Here is the quarterly bars chart of SPY from its 1993 inception, plotted in candle volume display...





The market has been in an uptrend since that historic bottom in early 2009.  There was a modest pullback in 2011, but from there it launched into an accelerated uptrend.  The definition of accelerated is that the first pullback (here in 2015) occurs far above the Midas support curve launched from the beginning of the accelerated trend - the middle green curve here.  When this happens, we may fit a TopFinder curve (TF) to the trend, the purple curve here.  The value of the free variable, the fitting parameter D, needed to fit the curve to the pullback is the projected total cumulative volume that the trend will have consumed when it ends.  Here, D is 350 billion shares.  Right now, the accelerated trend's cumulative volume is 47.5% of D, so at present we are a little less than half way through the duration of this accelerated trend as measured by cumulative volume.  Since the chart's horizontal axis is linear in cumulative volume, not time, I can and have placed that dashed purple vertical line at the horizontal location corresponding to 350 billion shares of cum vol, which is the projected horizontal location of the end of this trend. 
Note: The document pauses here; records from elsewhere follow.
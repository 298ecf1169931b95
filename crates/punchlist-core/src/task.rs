//! Task, checklist, and wire payload types.
//!
//! Every type here serializes with camelCase field names because the
//! HTTP surface speaks camelCase JSON. Enum variants serialize under
//! their Rust names (`"Pending"`, `"InProgress"`, `"Completed"`), which
//! are the literal strings the wire format requires.

use std::fmt;

use serde::{Deserialize, Serialize};

// ─────────────────────────────────────────────────────────────────────────────
// Status and priority
// ─────────────────────────────────────────────────────────────────────────────

/// Lifecycle state of a task.
///
/// The wire representation is the variant name verbatim. The database
/// representation is the lowercase form returned by [`TaskStatus::as_sql`].
#[derive(Debug, Clone, Copy, Default, PartialEq, Eq, Serialize, Deserialize)]
pub enum TaskStatus {
    /// No checklist progress yet.
    #[default]
    Pending,
    /// At least one checklist item is done, but not all of them.
    InProgress,
    /// Every checklist item is done (and the checklist is non-empty).
    Completed,
}

impl TaskStatus {
    /// Stable string form used in SQL storage and queries.
    #[must_use]
    pub fn as_sql(self) -> &'static str {
        match self {
            Self::Pending => "pending",
            Self::InProgress => "in_progress",
            Self::Completed => "completed",
        }
    }

    /// Parses the SQL string form produced by [`TaskStatus::as_sql`].
    #[must_use]
    pub fn from_sql(value: &str) -> Option<Self> {
        match value {
            "pending" => Some(Self::Pending),
            "in_progress" => Some(Self::InProgress),
            "completed" => Some(Self::Completed),
            _ => None,
        }
    }

    /// Whether the task has reached its final state.
    #[must_use]
    pub fn is_terminal(self) -> bool {
        matches!(self, Self::Completed)
    }
}

impl fmt::Display for TaskStatus {
    fn fmt(&self, f: &mut fmt::Formatter<'_>) -> fmt::Result {
        f.write_str(self.as_sql())
    }
}

/// Scheduling weight of a task. Purely informational.
#[derive(Debug, Clone, Copy, Default, PartialEq, Eq, Serialize, Deserialize)]
pub enum TaskPriority {
    /// Can slip without consequence.
    Low,
    /// Default weight for new tasks.
    #[default]
    Medium,
    /// Needs attention before anything else.
    High,
}

impl TaskPriority {
    /// Stable string form used in SQL storage and queries.
    #[must_use]
    pub fn as_sql(self) -> &'static str {
        match self {
            Self::Low => "low",
            Self::Medium => "medium",
            Self::High => "high",
        }
    }

    /// Parses the SQL string form produced by [`TaskPriority::as_sql`].
    #[must_use]
    pub fn from_sql(value: &str) -> Option<Self> {
        match value {
            "low" => Some(Self::Low),
            "medium" => Some(Self::Medium),
            "high" => Some(Self::High),
            _ => None,
        }
    }
}

impl fmt::Display for TaskPriority {
    fn fmt(&self, f: &mut fmt::Formatter<'_>) -> fmt::Result {
        f.write_str(self.as_sql())
    }
}

// ─────────────────────────────────────────────────────────────────────────────
// Task and its parts
// ─────────────────────────────────────────────────────────────────────────────

/// One entry in a task's todo checklist.
///
/// Items have no identity of their own. They are addressed by position
/// within the owning task's checklist, and the whole list is replaced
/// wholesale on update.
#[derive(Debug, Clone, PartialEq, Eq, Serialize, Deserialize)]
#[serde(rename_all = "camelCase")]
pub struct ChecklistItem {
    /// What needs doing.
    pub text: String,
    /// Whether it has been done.
    pub completed: bool,
}

impl ChecklistItem {
    /// A fresh, not-yet-completed item.
    #[must_use]
    pub fn new(text: impl Into<String>) -> Self {
        Self {
            text: text.into(),
            completed: false,
        }
    }
}

/// A user a task is assigned to, as shown in task listings.
#[derive(Debug, Clone, PartialEq, Eq, Serialize, Deserialize)]
#[serde(rename_all = "camelCase")]
pub struct AssignedUser {
    /// Opaque user identifier.
    pub id: String,
    /// Display name, when the directory knows it.
    #[serde(skip_serializing_if = "Option::is_none")]
    pub name: Option<String>,
    /// Avatar image reference, when the user has one.
    #[serde(skip_serializing_if = "Option::is_none")]
    pub profile_image_url: Option<String>,
}

/// A tracked task with its checklist.
#[derive(Debug, Clone, PartialEq, Eq, Serialize, Deserialize)]
#[serde(rename_all = "camelCase")]
pub struct Task {
    /// Unique identifier, assigned by the server at creation.
    pub id: String,
    /// Short human-readable title.
    pub title: String,
    /// Longer free-form description.
    #[serde(skip_serializing_if = "Option::is_none")]
    pub description: Option<String>,
    /// Scheduling weight.
    pub priority: TaskPriority,
    /// Current lifecycle state.
    pub status: TaskStatus,
    /// Due date in ISO 8601 form, when one is set.
    #[serde(skip_serializing_if = "Option::is_none")]
    pub due_date: Option<String>,
    /// Users this task is assigned to, in assignment order.
    #[serde(default)]
    pub assigned_to: Vec<AssignedUser>,
    /// Attachment references (URLs or file names).
    #[serde(default)]
    pub attachments: Vec<String>,
    /// Ordered checklist the status is derived from.
    #[serde(default)]
    pub todo_checklist: Vec<ChecklistItem>,
    /// Creation timestamp, ISO 8601 UTC.
    pub created_at: String,
    /// Last-modified timestamp, ISO 8601 UTC.
    pub updated_at: String,
}

// ─────────────────────────────────────────────────────────────────────────────
// Request and response payloads
// ─────────────────────────────────────────────────────────────────────────────

/// Parameters for creating a task.
#[derive(Debug, Clone, Default, Serialize, Deserialize)]
#[serde(rename_all = "camelCase")]
pub struct TaskCreate {
    /// Short human-readable title.
    pub title: String,
    /// Longer free-form description.
    #[serde(skip_serializing_if = "Option::is_none")]
    pub description: Option<String>,
    /// Scheduling weight. Defaults to medium when omitted.
    #[serde(default)]
    pub priority: TaskPriority,
    /// Due date in ISO 8601 form.
    #[serde(skip_serializing_if = "Option::is_none")]
    pub due_date: Option<String>,
    /// Initial assignees.
    #[serde(default)]
    pub assigned_to: Vec<AssignedUser>,
    /// Initial attachment references.
    #[serde(default)]
    pub attachments: Vec<String>,
    /// Initial checklist. The task's status is derived from it.
    #[serde(default)]
    pub todo_checklist: Vec<ChecklistItem>,
}

/// Partial update for a task's descriptive fields.
///
/// Status and checklist changes go through their dedicated endpoints;
/// omitted fields here are left untouched.
#[derive(Debug, Clone, Default, Serialize, Deserialize)]
#[serde(rename_all = "camelCase")]
pub struct TaskUpdate {
    /// New title, when changing it.
    #[serde(skip_serializing_if = "Option::is_none")]
    pub title: Option<String>,
    /// New description, when changing it.
    #[serde(skip_serializing_if = "Option::is_none")]
    pub description: Option<String>,
    /// New priority, when changing it.
    #[serde(skip_serializing_if = "Option::is_none")]
    pub priority: Option<TaskPriority>,
    /// New due date, when changing it.
    #[serde(skip_serializing_if = "Option::is_none")]
    pub due_date: Option<String>,
    /// Replacement assignee list, when changing it.
    #[serde(skip_serializing_if = "Option::is_none")]
    pub assigned_to: Option<Vec<AssignedUser>>,
    /// Replacement attachment list, when changing it.
    #[serde(skip_serializing_if = "Option::is_none")]
    pub attachments: Option<Vec<String>>,
}

/// Body of `PUT /tasks/{id}/todo`: the full replacement checklist.
#[derive(Debug, Clone, PartialEq, Eq, Serialize, Deserialize)]
#[serde(rename_all = "camelCase")]
pub struct UpdateChecklistRequest {
    /// The checklist that replaces the stored one, in order.
    pub todo_checklist: Vec<ChecklistItem>,
}

/// Body of `PUT /tasks/{id}/status`: the status to persist.
#[derive(Debug, Clone, Copy, PartialEq, Eq, Serialize, Deserialize)]
#[serde(rename_all = "camelCase")]
pub struct UpdateStatusRequest {
    /// The status the task should take.
    pub status: TaskStatus,
}

/// Mutation responses wrap the resulting task under a `task` key.
#[derive(Debug, Clone, PartialEq, Eq, Serialize, Deserialize)]
#[serde(rename_all = "camelCase")]
pub struct TaskEnvelope {
    /// The task after the mutation was applied.
    pub task: Task,
}

/// Response body for task listings.
#[derive(Debug, Clone, PartialEq, Eq, Serialize, Deserialize)]
#[serde(rename_all = "camelCase")]
pub struct TaskListResponse {
    /// Tasks matching the query, newest first.
    pub tasks: Vec<Task>,
    /// Total number of matching tasks.
    pub total: u64,
}

/// Error response body shared by all endpoints.
#[derive(Debug, Clone, PartialEq, Eq, Serialize, Deserialize)]
#[serde(rename_all = "camelCase")]
pub struct ErrorBody {
    /// Human-readable description of what went wrong.
    pub message: String,
}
Notice that this is not a prediction of when and at what price the trend will end; we don't know when and at what price, but we will know when we get there because D will have been fully consumed.  The date we get there depends entirely on what the trading volume per quarter will be going forward, which we don't know.  This chart is produced by MetaStock, and that program makes some very dubious assumptions about what the future trading volume per quarter will be and places dates in the future accordingly.  Those date should be completely ignored.

Conclusion:  On this timeframe the market is nearly half way in cum vol through an accelerated uptrend that began in mid 2011.